Among the district's prominent residents have been the Buchwalter, Bauer, and Bushnell families of 805, 825, and 838 High respectively. Edward Lyon Buchwalter and his first wife Clementine Buchwalter were an industrialist and women's club leader, while Charles A. Bauer was a native of the Kingdom of Württemberg who became a mechanical engineer and built himself into one of Springfield's leading engineering consultants. Asa S. Bushnell and his wife lived at 838 E. High, which in 1908 was regarded as one of the most beautiful homes in Springfield. Built starting in 1888, this house was his residence while he served as Governor of Ohio in the 1890s.
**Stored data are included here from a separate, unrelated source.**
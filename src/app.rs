use std::any::Any;

use axum::{
    http::StatusCode,
    middleware,
    response::{IntoResponse, Response},
    routing::get,
    Json, Router,
};
use tower_http::{catch_panic::CatchPanicLayer, cors::CorsLayer, trace::TraceLayer};

use crate::error::{AppError, ErrorBody};
use crate::state::AppState;
use crate::{admin, auth, tasks};

pub fn build_app(state: AppState) -> Router {
    let routes = Router::new()
        .route("/", get(|| async { "API running..." }))
        .nest(
            "/api/v1",
            Router::new()
                .merge(auth::router())
                .merge(tasks::router(&state))
                .merge(admin::router(&state))
                .route("/health", get(|| async { "ok" })),
        )
        .fallback(route_not_found)
        .with_state(state);
    with_middleware(routes)
}

/// Outer stack shared by every route: unmatched methods become the JSON 404,
/// panics become the internal-error envelope, then CORS and request tracing.
fn with_middleware(router: Router) -> Router {
    router
        .layer(middleware::map_response(method_mismatch_as_not_found))
        .layer(CatchPanicLayer::custom(panic_response))
        .layer(CorsLayer::permissive())
        .layer(
            TraceLayer::new_for_http()
                .make_span_with(|req: &axum::http::Request<_>| {
                    let method = req.method().clone();
                    let uri = req.uri().clone();
                    tracing::info_span!("http_request", %method, uri = %uri, status = tracing::field::Empty)
                })
                .on_response(
                    |res: &axum::http::Response<_>,
                     latency: std::time::Duration,
                     span: &tracing::Span| {
                        let status = res.status();
                        span.record("status", tracing::field::display(status));
                        if status.is_server_error() {
                            tracing::error!(%status, ?latency, "response");
                        } else {
                            tracing::info!(%status, ?latency, "response");
                        }
                    },
                ),
        )
}

async fn route_not_found() -> (StatusCode, Json<ErrorBody>) {
    (
        StatusCode::NOT_FOUND,
        Json(ErrorBody {
            message: "Route not found".into(),
            errors: None,
        }),
    )
}

async fn method_mismatch_as_not_found(res: Response) -> Response {
    if res.status() == StatusCode::METHOD_NOT_ALLOWED {
        route_not_found().await.into_response()
    } else {
        res
    }
}

fn panic_response(err: Box<dyn Any + Send + 'static>) -> Response {
    let detail = err
        .downcast_ref::<String>()
        .cloned()
        .or_else(|| err.downcast_ref::<&str>().map(|s| s.to_string()))
        .unwrap_or_else(|| "unknown panic".into());
    AppError::Internal(anyhow::anyhow!("handler panicked: {detail}")).into_response()
}

pub async fn serve(app: Router, addr: &str) -> anyhow::Result<()> {
    let listener = tokio::net::TcpListener::bind(addr).await?;
    tracing::info!("listening on {}", listener.local_addr()?);
    axum::serve(listener, app).await?;
    Ok(())
}
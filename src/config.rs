use anyhow::{bail, Context};

/// Upper bound for `JWT_TTL_MINUTES`: one year.
pub const MAX_TTL_MINUTES: i64 = 60 * 24 * 365;

#[derive(Debug, Clone)]
pub struct JwtConfig {
    pub secret: String,
    pub issuer: String,
    pub audience: String,
    pub ttl_minutes: i64,
}

#[derive(Debug, Clone)]
pub struct AppConfig {
    pub database_url: String,
    pub max_connections: u32,
    pub host: String,
    pub port: u16,
    pub jwt: JwtConfig,
}

impl AppConfig {
    pub fn from_env() -> anyhow::Result<Self> {
        Self::from_lookup(|key| std::env::var(key).ok())
    }

    /// Builds the config from an arbitrary key lookup. `from_env` passes the
    /// process environment; tests pass a map.
    pub fn from_lookup<F>(lookup: F) -> anyhow::Result<Self>
    where
        F: Fn(&str) -> Option<String>,
    {
        let database_url = lookup("DATABASE_URL").context("DATABASE_URL must be set")?;

        let secret = lookup("JWT_SECRET").context("JWT_SECRET must be set")?;
        if secret.trim().is_empty() {
            bail!("JWT_SECRET must not be empty");
        }

        let ttl_minutes = parse_or(&lookup, "JWT_TTL_MINUTES", 60 * 24 * 7)?;
        if !(1..=MAX_TTL_MINUTES).contains(&ttl_minutes) {
            bail!("JWT_TTL_MINUTES must be between 1 and {MAX_TTL_MINUTES}, got {ttl_minutes}");
        }

        let jwt = JwtConfig {
            secret,
            issuer: lookup("JWT_ISSUER").unwrap_or_else(|| "taskdesk".into()),
            audience: lookup("JWT_AUDIENCE").unwrap_or_else(|| "taskdesk-users".into()),
            ttl_minutes,
        };

        Ok(Self {
            database_url,
            max_connections: parse_or(&lookup, "DATABASE_MAX_CONNECTIONS", 10)?,
            host: lookup("APP_HOST").unwrap_or_else(|| "0.0.0.0".into()),
            port: parse_or(&lookup, "APP_PORT", 8080)?,
            jwt,
        })
    }

    pub fn bind_addr(&self) -> String {
        format!("{}:{}", self.host, self.port)
    }
}

fn parse_or<F, T>(lookup: &F, key: &str, default: T) -> anyhow::Result<T>
where
    F: Fn(&str) -> Option<String>,
    T: std::str::FromStr,
    T::Err: std::error::Error + Send + Sync + 'static,
{
    match lookup(key) {
        Some(raw) => raw
            .trim()
            .parse::<T>()
            .with_context(|| format!("{key} has an invalid value: {raw:?}")),
        None => Ok(default),
    }
}

#[cfg(test)]
mod tests {
    use super::*;
    use std::collections::HashMap;

    fn lookup_from(pairs: &[(&str, &str)]) -> impl Fn(&str) -> Option<String> {
        let map: HashMap<String, String> = pairs
            .iter()
            .map(|(k, v)| (k.to_string(), v.to_string()))
            .collect();
        move |key: &str| map.get(key).cloned()
    }

    #[test]
    fn defaults_fill_optional_values() {
        let cfg = AppConfig::from_lookup(lookup_from(&[
            ("DATABASE_URL", "postgres://localhost/taskdesk"),
            ("JWT_SECRET", "s3cret"),
        ]))
        .expect("config should load");

        assert_eq!(cfg.max_connections, 10);
        assert_eq!(cfg.bind_addr(), "0.0.0.0:8080");
        assert_eq!(cfg.jwt.issuer, "taskdesk");
        assert_eq!(cfg.jwt.audience, "taskdesk-users");
        assert_eq!(cfg.jwt.ttl_minutes, 60 * 24 * 7);
    }

    #[test]
    fn missing_secret_is_fatal() {
        let err = AppConfig::from_lookup(lookup_from(&[(
            "DATABASE_URL",
            "postgres://localhost/taskdesk",
        )]))
        .unwrap_err();
        assert!(err.to_string().contains("JWT_SECRET"));
    }

    #[test]
    fn blank_secret_is_fatal() {
        let err = AppConfig::from_lookup(lookup_from(&[
            ("DATABASE_URL", "postgres://localhost/taskdesk"),
            ("JWT_SECRET", "   "),
        ]))
        .unwrap_err();
        assert!(err.to_string().contains("JWT_SECRET"));
    }

    #[test]
    fn rejects_unparsable_port() {
        let err = AppConfig::from_lookup(lookup_from(&[
            ("DATABASE_URL", "postgres://localhost/taskdesk"),
            ("JWT_SECRET", "s3cret"),
            ("APP_PORT", "eighty"),
        ]))
        .unwrap_err();
        assert!(err.to_string().contains("APP_PORT"));
    }

    #[test]
    fn ttl_outside_bounds_is_rejected() {
        for ttl in ["0", "-5", "525601", "10000000000", "9223372036854775807"] {
            let err = AppConfig::from_lookup(lookup_from(&[
                ("DATABASE_URL", "postgres://localhost/taskdesk"),
                ("JWT_SECRET", "s3cret"),
                ("JWT_TTL_MINUTES", ttl),
            ]))
            .unwrap_err();
            assert!(err.to_string().contains("JWT_TTL_MINUTES"), "ttl {ttl}: {err}");
        }
    }

    #[test]
    fn ttl_upper_bound_is_accepted() {
        let cfg = AppConfig::from_lookup(lookup_from(&[
            ("DATABASE_URL", "postgres://localhost/taskdesk"),
            ("JWT_SECRET", "s3cret"),
            ("JWT_TTL_MINUTES", "525600"),
        ]))
        .expect("config should load");
        assert_eq!(cfg.jwt.ttl_minutes, MAX_TTL_MINUTES);
    }

    #[test]
    fn overrides_are_applied() {
        let cfg = AppConfig::from_lookup(lookup_from(&[
            ("DATABASE_URL", "postgres://localhost/taskdesk"),
            ("JWT_SECRET", "s3cret"),
            ("APP_HOST", "127.0.0.1"),
            ("APP_PORT", "5000"),
            ("JWT_TTL_MINUTES", "15"),
        ]))
        .expect("config should load");

        assert_eq!(cfg.bind_addr(), "127.0.0.1:5000");
        assert_eq!(cfg.jwt.ttl_minutes, 15);
    }
}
A heavily Richardsonian Romanesque structure, it includes exterior elements such as a stone facade, windows placed in clusters, and large archways, while the interior includes numerous fireplaces, elaborate woodworking, and multiple chandeliers. After passing into the ownership of a family named Proust in the 1920s, the house was bought by funeral home operator Austin Richards in 1939, whose company has used the property for over sixty years; it remains in operation as Richards, Raff, and Dunbar Memorial Home.

==Preservation==
Still extant along portions of East High are examples of prominent late-19th-century architectural styles, including the Richardsonian Romanesque, the Renaissance Revival, and the Italianate styles. While other neighborhoods once possessed similar collections of styles near each other, East High is distinguished because its mix of styles has survived to the present day, unlike that of many other neighborhoods. In recognition of its architectural significance, a small portion of East High was designated the East High Street Historic District and listed on the National Register of Historic Places in 1974. It is composed of five contributing properties, located at 805, 810, 815, 825, and 838 East High.